Le président pakistanais Pervez Musharraf est arrivé en Europe [le 20 janvier] pour une visite de neuf jours. Après s’être rendu en Belgique et en France, il est actuellement en Suisse, avant d’aller au Royaume-Uni le 25 janvier.
Toutefois, cette dernière étape est un séjour informel, le gouvernement britannique ayant clairement précisé que le chef d’Etat n’était pas invité en Grande-Bretagne. Avant d’entamer sa tournée européenne, le président avait précisé les trois objectifs de son voyage. Primo, tenir les dirigeants européens informés sur le rôle du Pakistan dans la guerre contre le terrorisme. Secundo, lever leurs craintes quant aux élections pakistanaises, prévues le 18 février. Tertio, encourager les investisseurs européens à injecter davantage de capitaux dans son pays.
Fait étonnant, si Musharraf souhaitait se rendre en Belgique, c’était entre autres pour exprimer devant le Parlement européen son amour de la démocratie. Or personne n’ignore ce que Pervez Musharraf a fait de la démocratie dans son propre pays. Pour preuve de son mépris à l’égard du Parlement et des dirigeants politiques pakistanais, il a récemment déclaré qu’il ne permettrait pas au prochain gouvernement élu d’influer sur ses décisions politiques. Pourquoi organise-t-il des élections, si le prochain gouvernement ne pourra pas décider lui-même de son programme ? Pervez Musharraf prétend par ailleurs que cette tournée a pour objectif de convaincre les capitales européennes que les élections à venir au Pakistan seront libres et équitables.
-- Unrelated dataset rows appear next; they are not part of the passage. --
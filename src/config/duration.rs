// src/config/duration.rs

use std::time::Duration;

/// Parse a simple duration string like `"100ms"`, `"10s"`, `"10m"`, `"1h"`.
pub fn parse_duration(s: &str) -> Result<Duration, String> {
    let s = s.trim();
    if s.is_empty() {
        return Err("empty duration string".to_string());
    }

    // Find the boundary between digits and suffix.
    let idx = s
        .chars()
        .position(|c| !c.is_ascii_digit())
        .ok_or_else(|| format!("duration '{s}' is missing a unit suffix (ms, s, m or h)"))?;

    let (num_part, unit_part) = s.split_at(idx);
    let value: u64 = num_part
        .parse()
        .map_err(|e| format!("invalid duration number '{}': {}", num_part, e))?;
    let unit = unit_part.trim().to_lowercase();

    let secs_per_unit = match unit.as_str() {
        "ms" => return Ok(Duration::from_millis(value)),
        "s" => 1,
        "m" => 60,
        "h" => 60 * 60,
        _ => {
            return Err(format!(
                "unsupported duration unit '{}'; expected ms, s, m, or h",
                unit
            ));
        }
    };

    value
        .checked_mul(secs_per_unit)
        .map(Duration::from_secs)
        .ok_or_else(|| format!("duration '{s}' is too large"))
}
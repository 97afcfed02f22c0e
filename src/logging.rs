// src/logging.rs

//! Logging setup for `o2reap` using `tracing` + `tracing-subscriber`.
//!
//! Priority for determining the log level:
//! 1. `--log-level` CLI flag (if provided)
//! 2. `O2REAP_LOG` environment variable (e.g. "info", "debug")
//! 3. default to `warn`
//!
//! Logs are sent to STDERR so that stdout carries only the child's output.

use anyhow::Result;
use tracing_subscriber::fmt;

use crate::cli::LogLevel;

/// Initialise global logging subscriber.
///
/// Safe to call once at startup.
pub fn init_logging(cli_level: Option<LogLevel>) -> Result<()> {
    let level = match cli_level {
        Some(lvl) => level_from_log_level(lvl),
        None => std::env::var("O2REAP_LOG")
            .ok()
            .and_then(|s| parse_level_str(&s))
            .unwrap_or(tracing::Level::WARN),
    };

    fmt()
        .with_max_level(level)
        .with_target(true)
        .with_thread_ids(false)
        .with_thread_names(false)
        .with_writer(std::io::stderr)
        .try_init()
        .map_err(|e| anyhow::anyhow!("installing tracing subscriber: {e}"))?;

    Ok(())
}

fn level_from_log_level(lvl: LogLevel) -> tracing::Level {
    match lvl {
        LogLevel::Error => tracing::Level::ERROR,
        LogLevel::Warn => tracing::Level::WARN,
        LogLevel::Info => tracing::Level::INFO,
        LogLevel::Debug => tracing::Level::DEBUG,
        LogLevel::Trace => tracing::Level::TRACE,
    }
}

fn parse_level_str(s: &str) -> Option<tracing::Level> {
    match s.trim().to_lowercase().as_str() {
        "error" => Some(tracing::Level::ERROR),
        "warn" | "warning" => Some(tracing::Level::WARN),
        "info" => Some(tracing::Level::INFO),
        "debug" => Some(tracing::Level::DEBUG),
        "trace" => Some(tracing::Level::TRACE),
        _ => None,
    }
}
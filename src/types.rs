use std::fmt;

use nix::sys::signal::Signal;

/// Terminal outcome of a supervised command.
///
/// - `Succeeded`: the child exited on its own with status 0.
/// - `Failed`: the child could not be launched, exited non-zero, or died from
///   a signal the runner did not send.
/// - `Killed`: the runner terminated the child (timeout or cancellation).
#[derive(Debug, Clone, Copy, PartialEq, Eq)]
pub enum Outcome {
    Succeeded,
    Failed,
    Killed,
}

impl Outcome {
    /// Process exit code used by the CLI for this outcome.
    ///
    /// `Killed` follows the `timeout(1)` convention.
    pub fn exit_code(self) -> i32 {
        match self {
            Outcome::Succeeded => 0,
            Outcome::Failed => 1,
            Outcome::Killed => 124,
        }
    }
}

impl fmt::Display for Outcome {
    fn fmt(&self, f: &mut fmt::Formatter<'_>) -> fmt::Result {
        let s = match self {
            Outcome::Succeeded => "succeeded",
            Outcome::Failed => "failed",
            Outcome::Killed => "killed",
        };
        f.write_str(s)
    }
}

/// How the runner asks a child to stop.
///
/// `Graceful` can be caught by a well-behaved process; `Forceful` cannot.
#[derive(Debug, Clone, Copy, PartialEq, Eq)]
pub enum Termination {
    Graceful,
    Forceful,
}

impl Termination {
    pub fn signal(self) -> Signal {
        match self {
            Termination::Graceful => Signal::SIGTERM,
            Termination::Forceful => Signal::SIGKILL,
        }
    }
}
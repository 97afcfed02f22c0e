// src/exec/mod.rs

//! Process execution layer.
//!
//! This module runs one external command at a time with
//! `tokio::process::Command`, bounded by a timeout, and hands back a
//! [`ProcessResult`].
//!
//! - [`request`] describes what to run (argv list or shell string).
//! - [`runner`] owns the tick loop, output capture and kill escalation.
//! - [`result`] is the terminal outcome handed back to callers.
//! - [`progress`] is the optional progress surface, with a headless default.
//! - [`cancel`] lets a caller stop a run early.
//! - [`signal`] maps graceful/forceful termination onto POSIX signals.

pub mod cancel;
pub mod progress;
pub mod request;
pub mod result;
pub mod runner;
mod signal;

pub use cancel::{CancelHandle, CancelToken, cancel_pair};
pub use progress::{NoProgress, ProgressSink, TerminalProgress};
pub use request::{CommandSpec, ParentHandle, ProcessRequest};
pub use result::{KILLED_MARKER, ProcessResult};
pub use runner::{Runner, RunnerOptions, run};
Or si c’était le cas, il aurait dû accéder à la requête des partis politiques, qui demandaient la désignation d’un nouveau président à la tête de la commission électorale. Car il ne fait aucun doute que si la commission électorale est dirigée par un président indépendant et que le gouvernement est disposé à lui laisser les mains libres, le processus électoral peut être libre, régulier et transparent.
Le président pakistanais a également affirmé que sa visite serait pour lui l’occasion de souligner, devant les dirigeants européens, le rôle joué par le Pakistan dans la guerre contre le terrorisme. Pourtant, plus il en fait dans ce domaine, plus leur méfiance à son égard grandit. Quant au troisième objectif affiché par Musharraf, à savoir encourager l’investissement étranger au Pakistan, il serait bien plus efficace pour le mettre en œuvre d’améliorer l’ordre public et la sécurité dans le pays. Le chef d’Etat ne séduira aucun investisseur étranger tant que le pays sera la proie des attentats suicides. Bref, si Pervez Musharraf ne s’est rendu en Europe que pour remplir ces trois objectifs, il aurait bien mieux fait de rester au Pakistan.
A l’inverse, sa visite révèle indubitablement qu’il y a un ordre du jour caché derrière cette tournée en Europe, en particulier le passage par la Grande-Bretagne, où il n’est pas invité. Une visite privée qui prend tout son sens au vu du rôle croissant que jouent depuis quelques mois les autorités britanniques dans la politique pakistanaise. Dernièrement, des responsables britanniques ont même intensifié leurs contacts avec les chefs de l’opposition [principalement du Parti du peuple pakistanais de feu Benazir Bhutto et de la Ligue musulmane du Pakistan-N de Nawaz Sharif].
Manifestement, le gouvernement estime qu’il aura beau truquer le scrutin, il ne pourra pas réunir assez de voix pour former au prochain Parlement la majorité des deux tiers qui serait nécessaire pour faire oublier l’état d’urgence décrété le 3 novembre dernier. C’est pour cela qu’il s’efforce tranquillement de repousser les élections du 18 février. Tel est donc le but de la tournée européenne de Pervez Musharraf. Pour le président pakistanais, le véritable objectif de cette visite est de s’assurer du soutien du gouvernement britannique à propos de ce futur report : voilà pourquoi c’est au Royaume-Uni qu’il reste le plus longtemps, sans y avoir été invité. Son conseiller, le militaire à la retraite Niaz Ahmed, est déjà sur place et a discuté abondamment du double enjeu de la formation d’un gouvernement d’union nationale [nommé rapidement] et du report des élections avec Muhammad Shahbaz Sharif [homme politique pakistanais en exil à Londres, frère de Nawaz Sharif].